Activity ::
Tell me how many lines in the data include "math", and keep the reply to that number.

Entries taken from a collection
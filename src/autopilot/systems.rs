use bevy::log::warn;
use bevy::prelude::*;
use rand::Rng;
use rand_chacha::ChaCha8Rng;

use super::SteeringRng;
use super::entities::{Autopilot, Obstacle, SteeringMode};
use crate::controls::ControlCommand;
use crate::fleet::Authority;
use crate::math;

/// Next waypoint index with wraparound.
fn advance_wrap(index: usize, count: usize) -> usize {
    (index + 1) % count
}

/// Next waypoint index for ping-pong sweeps: advance in the current
/// direction, bouncing at both ends of the list.
fn advance_ping_pong(index: usize, forward: bool, count: usize) -> (usize, bool) {
    if count < 2 {
        return (0, forward);
    }
    if forward {
        if index + 1 >= count {
            (count - 2, false)
        } else {
            (index + 1, true)
        }
    } else if index == 0 {
        (1, true)
    } else {
        (index - 1, false)
    }
}

/// Uniform random point inside a sphere of `radius`, by rejection sampling.
fn random_in_sphere(rng: &mut ChaCha8Rng, radius: f32) -> Vec3 {
    loop {
        let v = Vec3::new(
            rng.gen_range(-1.0..=1.0),
            rng.gen_range(-1.0..=1.0),
            rng.gen_range(-1.0..=1.0),
        );
        if v.length_squared() <= 1.0 {
            return v * radius;
        }
    }
}

/// Accumulated avoidance vector from the probe-ray fan.
///
/// Each ray sphere-casts against the obstacle set; a hit contributes a steer
/// direction weighted by how close it is, and the vertical component is
/// discarded. Contributions sum unnormalized, optionally capped by
/// `avoidance_limit`.
pub(super) fn detect_obstacles(
    this: Entity,
    transform: &Transform,
    pilot: &Autopilot,
    obstacles: &[(Entity, Vec3, f32)],
) -> Vec3 {
    let forward: Vec3 = *transform.forward();
    let right: Vec3 = *transform.right();
    let origin = transform.translation;
    let mut avoidance = Vec3::ZERO;

    for i in 0..pilot.ray_count {
        let angle = math::fan_angle(i, pilot.ray_count, pilot.ray_spread);
        // Clockwise-positive yaw offset about +Y.
        let mut ray_dir = Quat::from_rotation_y(-angle.to_radians()) * forward;
        if !pilot.local_forward_rays {
            ray_dir.y = 0.0;
        }
        let Some(ray_dir) = ray_dir.try_normalize() else {
            continue;
        };

        // Nearest obstacle along this ray, probe radius inflated onto the
        // target sphere (equivalent to a sphere cast).
        let mut nearest: Option<(f32, Vec3)> = None;
        for &(entity, center, radius) in obstacles {
            if entity == this {
                continue;
            }
            if let Some(dist) =
                math::ray_sphere_intersection(origin, ray_dir, center, radius + pilot.probe_radius)
                && dist <= pilot.detection_distance
                && nearest.is_none_or(|(best, _)| dist < best)
            {
                nearest = Some((dist, center));
            }
        }

        let Some((dist, center)) = nearest else {
            continue;
        };
        let hit_point = origin + ray_dir * dist;
        let distance_factor = (pilot.detection_distance - dist) / pilot.detection_distance;
        let away = (origin - hit_point).normalize_or_zero();

        if pilot.local_forward_rays {
            let normal = (hit_point - center).normalize_or_zero();
            avoidance += (away + math::reflect(ray_dir, normal)) * distance_factor;
        } else {
            // Steer laterally, away from whichever side the obstacle sits on.
            let side = math::signed_angle_y(forward, away);
            let steer = if side > 0.0 { right } else { -right };
            avoidance += steer * distance_factor;
        }
        avoidance.y = 0.0;
    }

    if avoidance.length() > pilot.avoidance_limit {
        avoidance = avoidance.normalize() * pilot.avoidance_limit;
    }
    avoidance
}

/// Picks the current target point for the pilot's mode, advancing waypoint
/// cursors and wander timers as they trip. `None` means the configuration
/// has degraded (no waypoints, dangling follow target) and only avoidance
/// steering remains.
fn select_target(
    pilot: &mut Autopilot,
    position: Vec3,
    dt: f32,
    rng: &mut ChaCha8Rng,
    transforms: &Query<&Transform>,
) -> Option<Vec3> {
    match pilot.mode {
        SteeringMode::Follow(target) => match transforms.get(target) {
            Ok(t) => Some(t.translation),
            Err(_) => {
                if !pilot.warned_degraded {
                    warn!("autopilot follow target is gone; steering by avoidance only");
                    pilot.warned_degraded = true;
                }
                None
            }
        },
        SteeringMode::Wander => {
            pilot.wander_elapsed = if pilot.wander_elapsed >= pilot.wander_timer {
                pilot.wander_target = Some(position + random_in_sphere(rng, pilot.wander_radius));
                0.0
            } else {
                pilot.wander_elapsed + dt
            };
            pilot.wander_target
        }
        SteeringMode::Waypoint | SteeringMode::WaypointRandom | SteeringMode::WaypointPingPong => {
            let count = pilot.waypoints.len();
            if count == 0 {
                if !pilot.warned_degraded {
                    warn!("autopilot has no waypoints; steering by avoidance only");
                    pilot.warned_degraded = true;
                }
                return None;
            }
            pilot.waypoint_index = pilot.waypoint_index.min(count - 1);
            let target = pilot.waypoints[pilot.waypoint_index];
            if position.distance(target) < pilot.stop_distance {
                match pilot.mode {
                    SteeringMode::Waypoint => {
                        pilot.waypoint_index = advance_wrap(pilot.waypoint_index, count);
                    }
                    SteeringMode::WaypointRandom => {
                        pilot.waypoint_index = rng.gen_range(0..count);
                    }
                    SteeringMode::WaypointPingPong => {
                        let (index, forward) =
                            advance_ping_pong(pilot.waypoint_index, pilot.ping_pong_forward, count);
                        pilot.waypoint_index = index;
                        pilot.ping_pong_forward = forward;
                    }
                    _ => unreachable!(),
                }
            }
            Some(target)
        }
    }
}

/// Converts a target direction + avoidance vector into the published
/// command for one drone.
fn synthesize_command(
    transform: &Transform,
    pilot: &mut Autopilot,
    command: &mut ControlCommand,
    target: Option<Vec3>,
    avoidance: Vec3,
    dt: f32,
    pid_dt: f32,
) {
    let forward: Vec3 = *transform.forward();
    let right: Vec3 = *transform.right();
    let to_target = target
        .map(|t| (t - transform.translation).normalize_or_zero())
        .unwrap_or(Vec3::ZERO);
    let direction = to_target + avoidance;

    let mut desired_roll = right.dot(direction);
    let mut desired_pitch = forward.dot(direction);
    let mut desired_lift = direction.y;
    let mut desired_yaw = math::signed_angle_y(forward, direction) / 360.0 * 2.0;

    if pilot.use_pid {
        desired_roll = pilot.pid_roll.seek(desired_roll, command.roll, pid_dt);
        desired_pitch = pilot.pid_pitch.seek(desired_pitch, command.pitch, pid_dt);
        desired_lift = pilot.pid_lift.seek(desired_lift, command.lift, pid_dt);
        desired_yaw = math::signed_angle_y(forward, direction) / 360.0;
    }

    // Degenerate direction (no target, clear fan): desired axes are all
    // zero and the command decays toward neutral below.
    if direction == Vec3::ZERO {
        desired_roll = 0.0;
        desired_pitch = 0.0;
        desired_lift = 0.0;
        desired_yaw = 0.0;
    }

    let t = pilot.lerp_speed * dt;
    command.publish([
        math::lerp(command.pitch, desired_pitch.clamp(-1.0, 1.0), t),
        math::lerp(command.roll, desired_roll.clamp(-1.0, 1.0), t),
        math::lerp(command.yaw, desired_yaw.clamp(-1.0, 1.0), t),
        math::lerp(command.lift, desired_lift.clamp(-1.0, 1.0), t),
    ]);
}

/// Per-frame steering pass for every authoritative autopilot drone.
pub fn steer(
    time: Res<Time>,
    fixed: Res<Time<Fixed>>,
    mut rng: ResMut<SteeringRng>,
    transforms: Query<&Transform>,
    obstacle_query: Query<(Entity, &Transform, &Obstacle)>,
    mut pilots: Query<
        (Entity, &Transform, &mut Autopilot, &mut ControlCommand),
        With<Authority>,
    >,
) {
    let dt = time.delta_secs();
    let pid_dt = fixed.delta_secs();
    let obstacles: Vec<(Entity, Vec3, f32)> = obstacle_query
        .iter()
        .map(|(entity, transform, obstacle)| (entity, transform.translation, obstacle.radius))
        .collect();

    for (entity, transform, mut pilot, mut command) in &mut pilots {
        let avoidance = detect_obstacles(entity, transform, &pilot, &obstacles);
        let target = select_target(&mut pilot, transform.translation, dt, &mut rng.0, &transforms);
        synthesize_command(transform, &mut pilot, &mut command, target, avoidance, dt, pid_dt);
    }
}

Written answer ::
11